When Napoleon still ruled most of Europe, a Prussian general called Carl von Clausewitz wrote a book entitled “On War” — one of the all-time, classic books on warfare and strategy, still studied in military academies worldwide. In it, he coined the term “friction” to mean all the things that fail in the chaos of battle conditions. It’s better known in business as Murphy’s Law: that whatever can go wrong, probably will.

In another chapter of the same book, “Intelligence in War,” he discussed the problems of getting accurate information in the middle of a military engagement: a situation later summed up by others as “the fog of war.”

These two aspects of battle, fog and friction, account for most of the mistakes and fumbling that characterize all military campaigns. On paper, the strategy is clear. Once battle starts, people lose their way, communications become garbled, and no one is sure who is doing what where and to whom. The result is a series of unforced errors that can snatch defeat from the jaws of victory.

Business, like warfare, is messy and uncertain

Despite all our electronic wizardry and battalions of analysts, what von Clausewitz wrote holds true on both the battlefield and in the boardroom. As soon as people move from the calm of planning meetings to the messiness of action, fog obscures the vision and friction confounds preparation. While actions fail to work as planned (friction), accurate information is missed, lost, or mangled (fog).

The ensuing confusion, tension, adrenaline, and anxiety brings in Murphy’s Law to govern events. If you create “battle” pressures in an organization — by competitiveness, under-staffing, overwork, fear of dismissal, pressure to win no matter what, and despotic management — you’ll get what real battles bring: chaos, confusion, constant breakdowns, frantic levels of anxiety, and many unnecessary losses. All that hurry, stress, competition, anxiety, in-fighting, and pressure to meet near-impossible deadlines increases fog and friction a thousand-fold.

Business friction

Machines that run at high speed demand constant and abundant lubrication to prevent friction between the parts. Slower-speed machines need less. Running a machine, or a business, faster than it should go is the perfect recipe for provoking the maximum number of breakdowns.

That’s even more true when an organization is being forced to run faster and harder that it was designed or intended to do. Taking organizations and whipping them into a frenzy of activity has become a favorite pastime of consultants and gurus of all kinds. It looks good on paper, and in the short-term costs fall and profits soar, but mature organizations are rarely able to jump back into the rapid growth of their youth without paying a huge penalty: the build-up of friction as component parts wear out and systems designed for methodical use collapse under the strain. Starbucks is only the latest example of a business that has learned that excessive growth comes at a price.

The fog machine in the executive suite

Do you remember the game children used to play called “Chinese Whispers?” How you sat in a ring, whispering a message to the next person, who had to pass it on right away, whether it made sense or not? That’s the state of internal communications in many companies today. It’s no wonder garbage comes out, whatever was put in at the start.

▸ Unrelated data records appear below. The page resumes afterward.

//! Domain layer: value objects, entities and the trait seams the usecase
//! layer depends on.

pub mod entity;
mod error;
mod pusher;
mod repository;
pub mod value_object;

pub use entity::{Member, OnlineRegistry, RegisterOutcome};
pub use error::{RegistryError, RepositoryError};
pub use pusher::{MessagePushError, MessagePusher, PusherChannel};
pub use repository::RegistryRepository;
pub use value_object::{
    ConnectionId, ConnectionIdFactory, MessageText, Timestamp, Username, ValueObjectError,
};
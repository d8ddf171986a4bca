//! UseCase: コネクション切断処理
//!
//! ## テスト実装の作業記録
//!
//! ### 何をテストしているか
//! - DisconnectSessionUseCase::execute() メソッド
//! - 切断処理（レジストリからの削除、チャンネルの登録解除、通知対象選定）
//!
//! ### なぜこのテストが必要か
//! - レジストリの不変条件の検証：切断処理の後にスナップショットを取っても
//!   切断済みのエントリが見えないこと
//! - identity claim 前に切断したコネクションについて通知が出ないことを保証
//!
//! ### どのような状況を想定しているか
//! - 正常系：登録済みメンバーの切断と通知
//! - エッジケース：最後のメンバーの切断（通知対象なし）
//! - 正常系：未登録コネクションの切断（通知なし）

use std::sync::Arc;

use crate::domain::{ConnectionId, MessagePusher, RegistryRepository};

/// Outcome of disconnect processing
#[derive(Debug, PartialEq, Eq)]
pub enum DisconnectOutcome {
    /// The connection held an identity; these remaining registered
    /// connections should receive a membership-changed hint
    WasRegistered { notify_targets: Vec<ConnectionId> },
    /// The connection never completed an identity claim; nothing to announce
    NotRegistered,
}

/// コネクション切断のユースケース
pub struct DisconnectSessionUseCase {
    /// Repository（データアクセス層の抽象化）
    repository: Arc<dyn RegistryRepository>,
    /// MessagePusher（イベント通知の抽象化）
    message_pusher: Arc<dyn MessagePusher>,
}

impl DisconnectSessionUseCase {
    pub fn new(
        repository: Arc<dyn RegistryRepository>,
        message_pusher: Arc<dyn MessagePusher>,
    ) -> Self {
        Self {
            repository,
            message_pusher,
        }
    }

    /// コネクション切断を実行
    ///
    /// レジストリからの削除が先、通知対象の算出はその後。削除済みの状態から
    /// 対象を取るため、通知対象に切断したコネクション自身は決して含まれない。
    pub async fn execute(&self, connection_id: ConnectionId) -> DisconnectOutcome {
        let removed = self.repository.remove_member(&connection_id).await;
        self.message_pusher
            .unregister_channel(&connection_id)
            .await;

        match removed {
            Some(_) => {
                let notify_targets = self.repository.registered_connection_ids().await;
                DisconnectOutcome::WasRegistered { notify_targets }
            }
            None => DisconnectOutcome::NotRegistered,
        }
    }

    /// membership-changed を残りのメンバーへブロードキャスト
    pub async fn broadcast_membership_changed(
        &self,
        target_ids: Vec<ConnectionId>,
        message: &str,
    ) -> Result<(), String> {
        self.message_pusher
            .broadcast(target_ids, message)
            .await
            .map_err(|e| e.to_string())
    }
}
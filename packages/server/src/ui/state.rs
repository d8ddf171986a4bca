//! Server state shared across connection handlers.

use std::sync::Arc;

use crate::usecase::{
    ConnectSessionUseCase, DisconnectSessionUseCase, GetOnlineUsersUseCase,
    RegisterIdentityUseCase, RelayMessageUseCase,
};

/// Shared application state
pub struct AppState {
    /// ConnectSessionUseCase（コネクション受付のユースケース）
    pub connect_session_usecase: Arc<ConnectSessionUseCase>,
    /// RegisterIdentityUseCase（identity claim のユースケース）
    pub register_identity_usecase: Arc<RegisterIdentityUseCase>,
    /// RelayMessageUseCase（メッセージ中継のユースケース）
    pub relay_message_usecase: Arc<RelayMessageUseCase>,
    /// DisconnectSessionUseCase（コネクション切断のユースケース）
    pub disconnect_session_usecase: Arc<DisconnectSessionUseCase>,
    /// GetOnlineUsersUseCase（プレゼンス取得のユースケース）
    pub get_online_users_usecase: Arc<GetOnlineUsersUseCase>,
}
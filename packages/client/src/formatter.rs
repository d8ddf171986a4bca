//! Message formatting utilities for client display.

use irori_server::infrastructure::dto::http::OnlineUserDto;
use irori_shared::time::epoch_millis_to_jst_rfc3339;

/// Message formatter for client display
pub struct MessageFormatter;

impl MessageFormatter {
    /// Format the online-users panel from a presence snapshot
    ///
    /// # Arguments
    ///
    /// * `users` - The snapshot entries
    /// * `current_username` - The local username (marked as "me"; with
    ///   duplicate usernames every matching entry gets the mark)
    pub fn format_roster(users: &[OnlineUserDto], current_username: &str) -> String {
        let mut output = String::new();
        output.push_str("\n\n============================================================\n");
        output.push_str("Online users:\n");

        if users.is_empty() {
            output.push_str("(Nobody online)\n");
        } else {
            for user in users {
                let is_me = user.username == current_username;
                let me_suffix = if is_me { " (me)" } else { "" };
                output.push_str(&format!("{}{}\n", user.username, me_suffix));
            }
        }

        output.push_str("============================================================\n");
        output
    }

    /// Format a chat message received from another participant
    pub fn format_chat_message(sender: &str, text: &str, sent_at: i64) -> String {
        let timestamp_str = epoch_millis_to_jst_rfc3339(sent_at);
        format!(
            "\n\n------------------------------------------------------------\n\
             @{}: {}\n\
             sent at {}\n\
             ------------------------------------------------------------\n",
            sender, text, timestamp_str
        )
    }

    /// Format the confirmation line shown after a local send
    pub fn format_sent_confirmation(sent_at: i64) -> String {
        let timestamp_str = epoch_millis_to_jst_rfc3339(sent_at);
        format!("sent at {}\n", timestamp_str)
    }

    /// Format the notice shown once registration is confirmed
    pub fn format_identified(username: &str) -> String {
        format!(
            "\nYou are now chatting as '{}'. Type messages and press Enter to send.\n",
            username
        )
    }

    /// Format the notice shown when the connection is lost
    pub fn format_disconnected() -> String {
        "\nConnection lost. The chat log and online-users panel show the last known state.\n"
            .to_string()
    }
}
//! Value objects for the chat domain.
//!
//! Constructors validate their input, so a value that exists is a value
//! that is well-formed.

use thiserror::Error;
use uuid::Uuid;

const CONNECTION_ID_MAX_CHARS: usize = 64;
const USERNAME_MAX_CHARS: usize = 32;
const MESSAGE_TEXT_MAX_CHARS: usize = 1000;

/// Validation errors for domain value objects
#[derive(Debug, Error, PartialEq, Eq)]
pub enum ValueObjectError {
    #[error("connection id must not be empty")]
    EmptyConnectionId,

    #[error("connection id must be at most {max} characters (got {got})")]
    ConnectionIdTooLong { max: usize, got: usize },

    #[error("username must not be empty or whitespace-only")]
    EmptyUsername,

    #[error("username must be at most {max} characters (got {got})")]
    UsernameTooLong { max: usize, got: usize },

    #[error("message text must not be empty")]
    EmptyMessageText,

    #[error("message text must be at most {max} characters (got {got})")]
    MessageTextTooLong { max: usize, got: usize },
}

/// Server-assigned identifier for one live channel.
///
/// Opaque to clients: assigned by [`ConnectionIdFactory`] when the channel
/// is accepted and gone when the channel closes. Inbound values are only
/// checked for shape, not for uuid-ness.
#[derive(Debug, Clone, PartialEq, Eq, Hash)]
pub struct ConnectionId(String);

impl ConnectionId {
    pub fn new(value: String) -> Result<Self, ValueObjectError> {
        if value.is_empty() {
            return Err(ValueObjectError::EmptyConnectionId);
        }
        let got = value.chars().count();
        if got > CONNECTION_ID_MAX_CHARS {
            return Err(ValueObjectError::ConnectionIdTooLong {
                max: CONNECTION_ID_MAX_CHARS,
                got,
            });
        }
        Ok(Self(value))
    }

    pub fn as_str(&self) -> &str {
        &self.0
    }

    pub fn into_string(self) -> String {
        self.0
    }
}

impl TryFrom<String> for ConnectionId {
    type Error = ValueObjectError;

    fn try_from(value: String) -> Result<Self, Self::Error> {
        Self::new(value)
    }
}

/// Factory for server-assigned connection ids (uuid v4)
pub struct ConnectionIdFactory;

impl ConnectionIdFactory {
    pub fn generate() -> ConnectionId {
        ConnectionId(Uuid::new_v4().to_string())
    }
}

/// Display name bound to a connection by an identity claim.
///
/// Surrounding whitespace is trimmed; whitespace-only claims are rejected.
/// Usernames are NOT unique across connections.
#[derive(Debug, Clone, PartialEq, Eq, Hash)]
pub struct Username(String);

impl Username {
    pub fn new(value: String) -> Result<Self, ValueObjectError> {
        let trimmed = value.trim();
        if trimmed.is_empty() {
            return Err(ValueObjectError::EmptyUsername);
        }
        let got = trimmed.chars().count();
        if got > USERNAME_MAX_CHARS {
            return Err(ValueObjectError::UsernameTooLong {
                max: USERNAME_MAX_CHARS,
                got,
            });
        }
        Ok(Self(trimmed.to_string()))
    }

    pub fn as_str(&self) -> &str {
        &self.0
    }

    pub fn into_string(self) -> String {
        self.0
    }
}

impl TryFrom<String> for Username {
    type Error = ValueObjectError;

    fn try_from(value: String) -> Result<Self, Self::Error> {
        Self::new(value)
    }
}

/// Chat message body
#[derive(Debug, Clone, PartialEq, Eq)]
pub struct MessageText(String);

impl MessageText {
    pub fn new(value: String) -> Result<Self, ValueObjectError> {
        if value.is_empty() {
            return Err(ValueObjectError::EmptyMessageText);
        }
        let got = value.chars().count();
        if got > MESSAGE_TEXT_MAX_CHARS {
            return Err(ValueObjectError::MessageTextTooLong {
                max: MESSAGE_TEXT_MAX_CHARS,
                got,
            });
        }
        Ok(Self(value))
    }

    pub fn as_str(&self) -> &str {
        &self.0
    }

    pub fn into_string(self) -> String {
        self.0
    }
}

impl TryFrom<String> for MessageText {
    type Error = ValueObjectError;

    fn try_from(value: String) -> Result<Self, Self::Error> {
        Self::new(value)
    }
}

/// Unix timestamp in milliseconds
#[derive(Debug, Clone, Copy, PartialEq, Eq, PartialOrd, Ord)]
pub struct Timestamp(i64);

impl Timestamp {
    pub fn new(millis: i64) -> Self {
        Self(millis)
    }

    pub fn value(&self) -> i64 {
        self.0
    }
}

Too much haste is the prime cause of mistakes and omissions in corporate communication. A person under pressure hasn’t the time to check they’ve explained clearly and the other person has fully understood. Someone listening when all around them is frantic is very likely to mishear the message or grasp only an incomplete form. If it doesn’t seem to make sense, they’ll try to remedy the nonsense using the best guess they can. No time to check back or ask for clarification.

The corporate grapevine is often a better, more accurate source of information than official channels simply because everyone takes their time when relaying gossip.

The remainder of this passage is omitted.